## REQUIRED WORK
In the listing below, find the line containing "module requirements to" and the line containing "and reported as". Repeat exactly those two lines and every line between them, nothing more.
'''
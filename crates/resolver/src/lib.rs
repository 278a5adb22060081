//! Module resolution: wiring package imports and module requirements to
//! the capabilities and modules that satisfy them.
//!
//! # Purpose
//!
//! Modules export versioned, attributed packages ([`Capability`]) and
//! declare [`Requirement`]s: imported packages or whole required modules.
//! The [`Resolver`] takes a set of unresolved modules from a [`Registry`] and
//! commits, for every module it can fully satisfy, a [`Wiring`] naming the
//! exact provider chosen for each requirement. Modules that cannot be
//! satisfied stay unresolved and are reported with a [`FailureReason`].
//!
//! # Key Types
//!
//! | Type | Role |
//! |------|------|
//! | [`Registry`] | All known modules, their state, and committed wiring. |
//! | [`DefaultResolver`] | Reference [`Resolver`]: deterministic, depth-first, cycle-detecting. |
//! | [`ResolveReport`] | Per-module outcome of one resolve call. |
//! | [`Framework`] | Lock-serialised mutations with snapshot publication for readers. |
//! | [`ModuleDescriptor`] | Serde form of module metadata, parsed before registration. |
//!
//! # Out of scope
//!
//! Cyclic dependencies are detected and reported as
//! [`FailureReason::CyclicDependency`], never resolved. Re-resolution after
//! providers change is left to the caller (unwire, then resolve again).

mod capability;
mod config;
mod descriptor;
mod error;
mod framework;
pub mod matcher;
mod module;
mod registry;
mod requirement;
mod resolver;
mod wiring;

pub use capability::{Capability, CapabilityRef};
pub use config::{
	ConfigError, DEFAULT_MAX_DEPTH, MAX_DEPTH_LIMIT, ResolverConfig, SystemModuleConfig,
};
pub use descriptor::{
	ExportDescriptor, ImportDescriptor, ModuleDescriptor, ModuleSet, ParsedModule,
	RequireDescriptor,
};
pub use error::RegistryError;
pub use framework::Framework;
pub use matcher::{MatchOutcome, capability_satisfies, module_satisfies};
pub use module::{Module, ModuleId, ModuleState};
pub use registry::Registry;
pub use requirement::{ModuleRequirement, PackageRequirement, Requirement, RequirementId};
pub use resolver::{DefaultResolver, FailureReason, ResolveReport, Resolver};
pub use tether_version::{ParseError, Version, VersionRange};
pub use wiring::{ProviderRef, Wiring};

#[cfg(test)]
pub(crate) mod test_fixtures;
'''
## RESPONSE TO THE TASK
//! Module resolution: wiring package imports and module requirements to
//! the capabilities and modules that satisfy them.
//!
//! # Purpose
//!
//! Modules export versioned, attributed packages ([`Capability`]) and
//! declare [`Requirement`]s: imported packages or whole required modules.
//! The [`Resolver`] takes a set of unresolved modules from a [`Registry`] and
//! commits, for every module it can fully satisfy, a [`Wiring`] naming the
//! exact provider chosen for each requirement. Modules that cannot be
//! satisfied stay unresolved and are reported with a [`FailureReason`].
//!
//! # Key Types
//!
//! | Type | Role |
//! |------|------|
//! | [`Registry`] | All known modules, their state, and committed wiring. |
//! | [`DefaultResolver`] | Reference [`Resolver`]: deterministic, depth-first, cycle-detecting. |
//! | [`ResolveReport`] | Per-module outcome of one resolve call. |
//! | [`Framework`] | Lock-serialised mutations with snapshot publication for readers. |
//! | [`ModuleDescriptor`] | Serde form of module metadata, parsed before registration. |
//!
//! # Out of scope
//!
//! Cyclic dependencies are detected and reported as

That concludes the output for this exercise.